Sunday, May 17, 2015

Editors wonder; what's the point in calling the cops?

The Journal editors penned a piece yesterday;

What’s the principle in bringing the law to class?, link.
They are, I suppose, at least superficially interested in beginning a public debate on the involvement of "law enforcement" in maintaining order in schools.

Discipline in schools, mountain or molehill?

APS teachers are not, have not been, and will not be surveyed about student discipline and the effects of chronically disruptive students.

Were they, there is no reason to believe that they would respond much differently than the thirteen hundred respondents in a survey, link, entitled;
Teaching Interrupted: Do Discipline Policies in Today’s Public Schools Foster the Common Good? 
They found;
Too many students are losing critical opportunities for learning—and too many teachers are leaving the profession—because of the behavior of a few persistent troublemakers.
Persistent trouble makers; chronically disruptive students, are interfering with the education of other students.  Their right to make trouble trumps the rights of other students who count among their rights, the right to have order in the classrooms, hallways and campuses.
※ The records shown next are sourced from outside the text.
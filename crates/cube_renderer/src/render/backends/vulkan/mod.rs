//! Vulkan backend implementation
//!
//! Organized leaf-first: memory matching, initialization, resources,
//! presentation, rendering state, then the frame loop and the context that
//! ties them together.

/// Error types and the result-code table
pub mod error;

/// Memory bank matching and device allocations
pub mod memory;

/// Instance, adapter, surface and device setup
pub mod initialization;

/// Buffers, images, textures and descriptors
pub mod resources;

/// Swapchain, depth attachment and framebuffers
pub mod presentation;

/// Shaders, render pass and pipeline
pub mod rendering;

/// Command pools and synchronization primitives
pub mod state;

/// Per-frame acquire/record/submit/present
pub mod frame;

/// Render context and typed init stages
pub mod context;

pub use context::{DeviceStage, InstanceStage, PresentationStage, RenderContext, ResourceStage};
pub use error::{describe_result, report, report_err, ResultKind, VulkanError, VulkanResult};
pub use frame::{DrawCall, FrameOutcome, FrameRenderer, FrameState, FrameStateMachine};
pub use initialization::{AdapterInfo, DeviceContext, QueueFamilySelection};
pub use memory::{MemoryAllocator, MemoryBankFlags};
pub use presentation::PresentationSurface;
pub use rendering::PipelineBuilder;
//! Time management utilities

use std::time::Instant;

/// Wall clock for the render loop: elapsed seconds since start plus a frame counter
pub struct FrameClock {
    start: Instant,
    frame_count: u64,
}

impl Default for FrameClock {
    fn default() -> Self {
        Self::new()
    }
}

impl FrameClock {
    /// Start a new clock
    pub fn new() -> Self {
        Self {
            start: Instant::now(),
            frame_count: 0,
        }
    }

    /// Advance to the next frame and return its 1-based number
    pub fn tick(&mut self) -> u64 {
        self.frame_count += 1;
        self.frame_count
    }

    /// Seconds elapsed since the clock started
    pub fn elapsed_seconds(&self) -> f64 {
        self.start.elapsed().as_secs_f64()
    }

    /// Number of frames ticked so far
    pub fn frame_count(&self) -> u64 {
        self.frame_count
    }

    /// Restart from zero
    pub fn reset(&mut self) {
        self.start = Instant::now();
        self.frame_count = 0;
    }
}

#[cfg(test)]
mod tests {
    use super::*;

    #[test]
    fn test_tick_counts_frames() {
        let mut clock = FrameClock::new();
        assert_eq!(clock.tick(), 1);
        assert_eq!(clock.tick(), 2);
        assert_eq!(clock.frame_count(), 2);
        clock.reset();
        assert_eq!(clock.frame_count(), 0);
        assert!(clock.elapsed_seconds() >= 0.0);
    }
}
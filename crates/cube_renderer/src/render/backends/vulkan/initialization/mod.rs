//! Instance, adapter and device setup

pub mod adapter;
pub mod device;
pub mod instance;
pub mod surface;

pub use adapter::{
    enumerate_adapters, find_queue_family, select_adapter, AdapterClass, AdapterInfo, QueueCapabilities, QueueFamily,
    QueueFamilySelection,
};
pub use device::{DeviceContext, LogicalDevice};
pub use instance::{filter_available, VulkanInstance};
pub use surface::Surface;
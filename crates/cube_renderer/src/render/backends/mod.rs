//! Backend implementations for the render module

/// Vulkan rendering backend implementation
pub mod vulkan;
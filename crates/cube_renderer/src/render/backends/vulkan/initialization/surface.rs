//! Presentation surface wrapper

use ash::{extensions::khr, vk};

use super::VulkanInstance;
use crate::render::backends::vulkan::{VulkanError, VulkanResult};

/// Window surface plus its extension loader, destroyed on drop
pub struct Surface {
    surface_loader: khr::Surface,
    surface: vk::SurfaceKHR,
}

impl Surface {
    /// Take ownership of a surface the window system created for `instance`
    pub fn from_raw(instance: &VulkanInstance, surface: vk::SurfaceKHR) -> Self {
        let surface_loader = khr::Surface::new(&instance.entry, &instance.instance);
        Self { surface_loader, surface }
    }

    /// Get the underlying surface handle
    pub fn handle(&self) -> vk::SurfaceKHR {
        self.surface
    }

    /// Get surface capabilities for a physical device
    pub fn capabilities(&self, physical_device: vk::PhysicalDevice) -> VulkanResult<vk::SurfaceCapabilitiesKHR> {
        unsafe {
            self.surface_loader
                .get_physical_device_surface_capabilities(physical_device, self.surface)
                .map_err(VulkanError::from)
        }
    }

    /// Get surface formats for a physical device
    pub fn formats(&self, physical_device: vk::PhysicalDevice) -> VulkanResult<Vec<vk::SurfaceFormatKHR>> {
        unsafe {
            self.surface_loader
                .get_physical_device_surface_formats(physical_device, self.surface)
                .map_err(VulkanError::from)
        }
    }

    /// Get surface present modes for a physical device
    pub fn present_modes(&self, physical_device: vk::PhysicalDevice) -> VulkanResult<Vec<vk::PresentModeKHR>> {
        unsafe {
            self.surface_loader
                .get_physical_device_surface_present_modes(physical_device, self.surface)
                .map_err(VulkanError::from)
        }
    }

    /// Check if a queue family supports presentation to this surface
    pub fn supports_present(&self, physical_device: vk::PhysicalDevice, queue_family_index: u32) -> VulkanResult<bool> {
        unsafe {
            self.surface_loader
                .get_physical_device_surface_support(physical_device, queue_family_index, self.surface)
                .map_err(VulkanError::from)
        }
    }
}

impl Drop for Surface {
    fn drop(&mut self) {
        unsafe {
            self.surface_loader.destroy_surface(self.surface, None);
        }
        log::debug!("[SWAPCHAIN] Surface destroyed");
    }
}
School boards, superintendents and principals, in their efforts to "protect" students from "law enforcement" and the consequences of their criminal misconduct, actually enable and encourage criminal misconduct.

Part of their reasoning is that there are other, better strategies for dealing with students who break the law, than involving law enforcement.  One, and the one advocated by the Journal editorial staff;
An after-school lesson in respect and self-control ...
If teachers, or anyone else working at the educational interface in the presence of chronically disruptive students, were surveyed;
Would after-school lessons in respect and self-control improve the behavior of chronically disruptive students?
The response would indicate a shared professional consensus that that that particular strategy would be about as effective, and the results as long lasting,  as "jumping" in an effort to get closer to sun.

APS is crippled in problem solving by their problem solving rubric.  They are about solving problems such as student discipline and chronically disruptive students;
  • without admitting that there is a problem and
  • without gathering any damning data even if data is useful in addressing problems
APS has policies but no underpinning philosophy regarding chronically disruptive students.  In fact they have no "discipline philosophy".  They closest thing they can come up with is a student behavior handbook written and the 14th grade level.  Most parents can't read and understand it, never mind students many of whom can't read at all. 

Instead of investigating and reporting on student discipline; student standards, accountability and chronically disruptive students, a sound first step in addressing those issues, Kent Walz and the Journal spew drivel;
"after-school lessons in respect and self-control."
What they need is some;
after-school lessons in honest to God journalism.